Dalgas Frisch, da APVS, explicou que, em 1975, ele levou o projeto para o presidente Geisel. Objetivo: implantar, pouco a pouco,  em todas as hidroelétricas do País, um sistema adequado de repovoamento e de reprodução artificial de peixes de piracema, começando pelo combativo dourado.  A primeira reprodução artificial foi realizada e 500 alevinos de dourados foram devolvidos aos reservatórios de Furnas-MG. Comparação: uma tilápia, ao desovar, produz cerca de 400 ovos, uma truta, 3 mil ovos e uma fêmea de dourado de 18 quilos quase 2 milhões de ovos
 
 
 
 
Abraço Guarapiranga
Guarapiranga continua sendo o manancial mais ameaçado da região metropolitana de São Paulo.
Daí que a ação dos paulistanos, na oitava edição do Abraço à Guarapiranga, mobilizou a população na defesa da área e na denúncia da especulação imobiliária que ocupa o solo a volta da empresa desordenadamente. 
As agressões continuam e a omissão da fiscalização é uma triste realidade.
 
Melhores Práticas
Concurso para destacar as melhores iniciativas dos órgãos públicos que promovem a sustentabilidade ambiental. 
A premiação incentiva os gestores públicos a recompensar suas ações e aumentar os compromissos com a causa. 
O prêmio tem quatro categorias: Gestão de resíduos, Uso ou manejo sustentável de recursos naturais, Inovação na gestão pública e Destaque da Rede A3P. Inscrições até 15 de setembro no MMA. 
E a gente que pensava que trabalhar com sustentabilidade era uma obrigação do poder público.
 
Tabatinga em alerta
Derramamento de petróleo faz estragos na província de Sucumbíos, Equador, e deve atingir Amazônia brasileira. 

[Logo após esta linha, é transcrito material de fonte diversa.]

use std::time::{Duration, Instant};

#[cfg(feature = "cli")]
use std::sync::Mutex;
#[cfg(feature = "cli")]
use sysinfo::{Pid, ProcessRefreshKind, ProcessesToUpdate, System};

#[derive(Debug, Clone)]
pub struct ProcessStats {
    pub cpu_usage: f32,
    pub memory_usage_mb: u64,
    pub peak_memory_mb: u64,
}

/// Tracks wall-clock time per phase; with the `cli` feature it also samples
/// process CPU and memory when enabled.
pub struct RunMonitor {
    start_time: Instant,
    phase_start: Instant,
    phases: Vec<(String, Duration)>,
    #[cfg(feature = "cli")]
    sampler: Option<ProcessSampler>,
}

#[cfg(feature = "cli")]
struct ProcessSampler {
    system: Mutex<System>,
    pid: Pid,
    peak_memory_mb: Mutex<u64>,
}

#[cfg(feature = "cli")]
impl ProcessSampler {
    fn new() -> Option<Self> {
        let pid = sysinfo::get_current_pid().ok()?;
        let mut system = System::new();
        system.refresh_processes_specifics(
            ProcessesToUpdate::Some(&[pid]),
            true,
            ProcessRefreshKind::everything(),
        );
        Some(Self {
            system: Mutex::new(system),
            pid,
            peak_memory_mb: Mutex::new(0),
        })
    }

    fn sample(&self) -> Option<ProcessStats> {
        let mut system = self.system.lock().ok()?;
        system.refresh_processes_specifics(
            ProcessesToUpdate::Some(&[self.pid]),
            true,
            ProcessRefreshKind::everything(),
        );
        let process = system.process(self.pid)?;
        let memory_mb = process.memory() / 1024 / 1024;

        let mut peak = self.peak_memory_mb.lock().ok()?;
        if memory_mb > *peak {
            *peak = memory_mb;
        }

        Some(ProcessStats {
            cpu_usage: process.cpu_usage(),
            memory_usage_mb: memory_mb,
            peak_memory_mb: *peak,
        })
    }
}

impl RunMonitor {
    pub fn new(enabled: bool) -> Self {
        let now = Instant::now();
        #[cfg(not(feature = "cli"))]
        let _ = enabled;
        Self {
            start_time: now,
            phase_start: now,
            phases: Vec::new(),
            #[cfg(feature = "cli")]
            sampler: if enabled { ProcessSampler::new() } else { None },
        }
    }

    pub fn is_enabled(&self) -> bool {
        #[cfg(feature = "cli")]
        {
            self.sampler.is_some()
        }
        #[cfg(not(feature = "cli"))]
        {
            false
        }
    }

    pub fn stats(&self) -> Option<ProcessStats> {
        #[cfg(feature = "cli")]
        {
            self.sampler.as_ref().and_then(ProcessSampler::sample)
        }
        #[cfg(not(feature = "cli"))]
        {
            None
        }
    }

    /// Closes the current phase and starts timing the next one.
    pub fn finish_phase(&mut self, phase: &str) -> Duration {
        let elapsed = self.phase_start.elapsed();
        self.phases.push((phase.to_string(), elapsed));
        self.phase_start = Instant::now();

        match self.stats() {
            Some(stats) => tracing::info!(
                "📊 {} finished in {:?} - CPU: {:.1}%, Memory: {}MB, Peak: {}MB",
                phase,
                elapsed,
                stats.cpu_usage,
                stats.memory_usage_mb,
                stats.peak_memory_mb
            ),
            None => tracing::debug!("{} finished in {:?}", phase, elapsed),
        }
        elapsed
    }

    pub fn phases(&self) -> &[(String, Duration)] {
        &self.phases
    }

    pub fn total_elapsed(&self) -> Duration {
        self.start_time.elapsed()
    }

    pub fn log_final_stats(&self) {
        let peak = self
            .stats()
            .map(|s| format!(", Peak Memory: {}MB", s.peak_memory_mb))
            .unwrap_or_default();
        tracing::info!("📊 Total Time: {:?}{}", self.total_elapsed(), peak);
    }
}

impl Default for RunMonitor {
    fn default() -> Self {
        Self::new(false)
    }
}

#[cfg(test)]
mod tests {
    use super::*;

    #[test]
    fn test_phases_are_recorded_in_order() {
        let mut monitor = RunMonitor::new(false);
        monitor.finish_phase("extract");
        monitor.finish_phase("load");

        let names: Vec<&str> = monitor.phases().iter().map(|(n, _)| n.as_str()).collect();
        assert_eq!(names, vec!["extract", "load"]);
        assert!(monitor.total_elapsed() >= monitor.phases()[0].1);
    }

    #[test]
    fn test_disabled_monitor_has_no_stats() {
        let monitor = RunMonitor::default();
        assert!(!monitor.is_enabled());
        assert!(monitor.stats().is_none());
    }
}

A Marinha está alerta. Um navio é mantido na fronteira oeste, em Tabatinga, a 1.105 km de Manaus. Sabe-se que o deslizamento e a ruptura do oleoduto no quilômetro 82 da rota Quito – Lago Agrio, provocaram o derramamento de 11.460 barris de petróleo. 
Primeiro no rio Coca e depois no rio Napo. Ambos descem a Cordilheira em direção ao Amazonas.
 
BBB da floresta
A tecnologia é certeira e real.
Precisão nas imagens de satélites, apoio de veículos de guerra e até de helicópteros, na Amazônia, coloca os fiscais do Ibama frente a frente com os desmatadores.

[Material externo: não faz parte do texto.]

use clap::Parser;
use claims_etl::app::flows;
use claims_etl::utils::error::ErrorSeverity;
use claims_etl::utils::{logger, validation::Validate};
use claims_etl::{AppConfig, CliConfig, Command, EtlError, Result, RunSummary};

fn report(e: &EtlError) -> i32 {
    tracing::error!(
        "❌ Run failed: {} (Category: {:?}, Severity: {:?})",
        e,
        e.category(),
        e.severity()
    );
    tracing::error!("💡 Recovery suggestion: {}", e.recovery_suggestion());
    eprintln!("❌ {}", e.user_friendly_message());
    eprintln!("💡 Suggestion: {}", e.recovery_suggestion());

    match e.severity() {
        ErrorSeverity::Low => 0,
        ErrorSeverity::Medium => 2,
        ErrorSeverity::High => 1,
        ErrorSeverity::Critical => 3,
    }
}

fn load_config(cli: &CliConfig) -> Result<AppConfig> {
    let mut config = AppConfig::load(cli.config.as_deref(), cli.env_file.as_deref())?;

    match &cli.command {
        Command::BcdaExport { types, since } => {
            if !types.is_empty() {
                config.bcda.resource_types = types.clone();
            }
            if since.is_some() {
                config.bcda.since = since.clone();
            }
        }
        Command::SupabaseExport { tables } if !tables.is_empty() => {
            config.postgrest.tables = tables.clone();
        }
        Command::LoadCsv { data_dir, upload } => {
            if let Some(dir) = data_dir {
                config.loader.data_dir = dir.clone();
            }
            config.loader.upload_files |= *upload;
        }
        Command::ExportViews { output_dir, archive } => {
            if let Some(dir) = output_dir {
                config.views.output_dir = dir.clone();
            }
            config.views.archive |= *archive;
        }
        _ => {}
    }

    config.validate()?;
    Ok(config)
}

async fn dispatch(cli: &CliConfig, config: &AppConfig) -> Result<RunSummary> {
    let monitor = cli.monitor;
    match &cli.command {
        Command::BcdaExport { .. } => flows::bcda_export(config, monitor).await,
        Command::SupabaseExport { .. } => flows::supabase_export(config, monitor).await,
        Command::LoadCsv { .. } => flows::load_csv(config, monitor).await,
        Command::LoadTemplates => flows::load_templates(config, monitor).await,
        Command::LoadBcda => flows::load_bcda(config, monitor).await,
        Command::RunSql { files } => flows::run_sql(config, files).await,
        Command::ExportViews { .. } => flows::export_views(config, monitor).await,
    }
}

#[tokio::main]
async fn main() {
    let cli = CliConfig::parse();
    logger::init_cli_logger(cli.verbose);

    tracing::info!("Starting claims-etl {:?}", cli.command);
    if cli.monitor {
        tracing::info!("🔍 System monitoring enabled");
    }

    let config = match load_config(&cli) {
        Ok(config) => config,
        Err(e) => {
            tracing::error!("❌ Configuration validation failed: {}", e);
            std::process::exit(report(&e).max(1));
        }
    };

    match dispatch(&cli, &config).await {
        Ok(summary) => {
            println!(
                "✅ {} finished: {} succeeded, {} failed, {} skipped",
                summary.flow, summary.succeeded, summary.failed, summary.skipped
            );
        }
        Err(e) => {
            let code = report(&e);
            if code > 0 {
                std::process::exit(code);
            }
        }
    }
}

Toda esta parafernália tecnológica pode estar a serviço da floresta, do meio ambiente e da sociedade brasileira.
Só não acabam com a devastação se não quiserem.
 

Padrão de consumo
A ganância nem falha e nem falta. Sobra por aí.
Pesquisa feita em seis países traz uma surpresa. 
Os habitantes das nações mais ricas são menos propensos ao consumo ambientalmente correto.